Vi è un’unica risposta seria. L’avvio di una nuova stagione di antifascismo militante. Il recupero e la testimonianza attiva di valori che sappiano saldarsi a comportamenti coerenti, che sappiano ridare significato a parole e gesti (e per contrappasso, al loro contrario), che sappiano indicare la via di un nuovo protagonismo cosciente. Le vittime non reclamano la nostra pietà (pur umanamente giustificata) ma di giustizia, ovvero scelte attive perché “ciò che accaduto non accada di nuovo”. I (le) responsabili non hanno bisogno di una stigmatizzazione d’occasione, dura nel linguaggio quanto innocua nei fatti, ma della (ri-)costruzione di una diga di granito fatta col dolore di tutte le vittime, della costruzione e dell’avvio di una nuova stagione politica e civile. La cosa certa è che sia le giovani ragazze (verso le quali serve capire e mai giustificare) che la giovanissima vittima, sono tutti figli e facce della stessa barbarie dei tempi. Non basta più denunciare, né protestare. È tempo di fare. Si rialzi la voce dell’antifascismo. A Berlino, presso il Memoriale dell’Olocausto, una distesa di lastroni di cemento che rimandano a tombe di varie altezze che si distendono su un terreno ondulato, all’ingresso campeggia una frase dell’italiano Primo levi: È accaduto, dunque può riaccadere di nuovo. La memoria serve, se è lievito vivo per il futuro Serve, se si traduce in instancabile vigilanza attiva delle coscienze.
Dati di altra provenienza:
use std::{fs, path::Path};

use reqwest::Url;
use serde::Deserialize;
use thiserror::Error;

#[derive(Debug, Deserialize, Clone)]
pub struct Config {
    /// Scheme and host of the API, e.g. `https://app.example.com`.
    pub base_domain: String,
    pub organization_id: String,
    /// Value of the `x-sosha-session-token` cookie.
    pub session_token: String,
}

#[derive(Debug, Error)]
pub enum ConfigError {
    #[error("failed to open config: {0}")]
    Io(#[from] std::io::Error),
    #[error("failed to parse config: {0}")]
    Parse(#[from] serde_yaml::Error),
    #[error("invalid config: {0}")]
    Invalid(&'static str),
}

impl Config {
    pub fn load(path: &Path) -> Result<Self, ConfigError> {
        Self::from_yaml(&fs::read_to_string(path)?)
    }

    pub fn from_yaml(s: &str) -> Result<Self, ConfigError> {
        let cfg: Config = serde_yaml::from_str(s)?;
        cfg.validate()?;

        Ok(cfg)
    }

    fn validate(&self) -> Result<(), ConfigError> {
        if self.base_domain.is_empty() {
            return Err(ConfigError::Invalid("base_domain is empty"));
        }
        if !(self.base_domain.starts_with("http://") || self.base_domain.starts_with("https://")) {
            return Err(ConfigError::Invalid(
                "base_domain must start with http:// or https://",
            ));
        }
        if self.organization_id.is_empty() {
            return Err(ConfigError::Invalid("organization_id is empty"));
        }
        if self.session_token.is_empty() {
            return Err(ConfigError::Invalid("session_token is empty"));
        }
        self.organization_url()?;

        Ok(())
    }

    /// `{base_domain}/api/v1/organizations/{organization_id}`, with the
    /// organization id percent-encoded as a single path segment.
    pub fn organization_url(&self) -> Result<Url, ConfigError> {
        let mut url = Url::parse(&self.base_domain)
            .map_err(|_| ConfigError::Invalid("base_domain is not a valid URL"))?;
        url.path_segments_mut()
            .map_err(|_| ConfigError::Invalid("base_domain cannot be a base URL"))?
            .pop_if_empty()
            .extend(["api", "v1", "organizations", self.organization_id.as_str()]);

        Ok(url)
    }
}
Condivido appieno. Ogni parola, anche le virgole.
Purtroppo nelle famiglie non viene più insegnato il rispetto per niente e nessuno è queste sono le conseguenze. Se poi l’esempio che viene dato è quello di essere “furbi e cattivi” prevaricando sempre e comunque gli altri, ad ogni costo, è la fine.
Sicuramente c’è da dire anche però che il comportamento di alcuni politici non aiuta davvero.
Si ma… va bene tutto, ma vogliamo parlare della Palestina?
Questi qui vorrebbero rispetto senza automaticamente rispettate gli altri?
Lo si ricordi.
Sempre.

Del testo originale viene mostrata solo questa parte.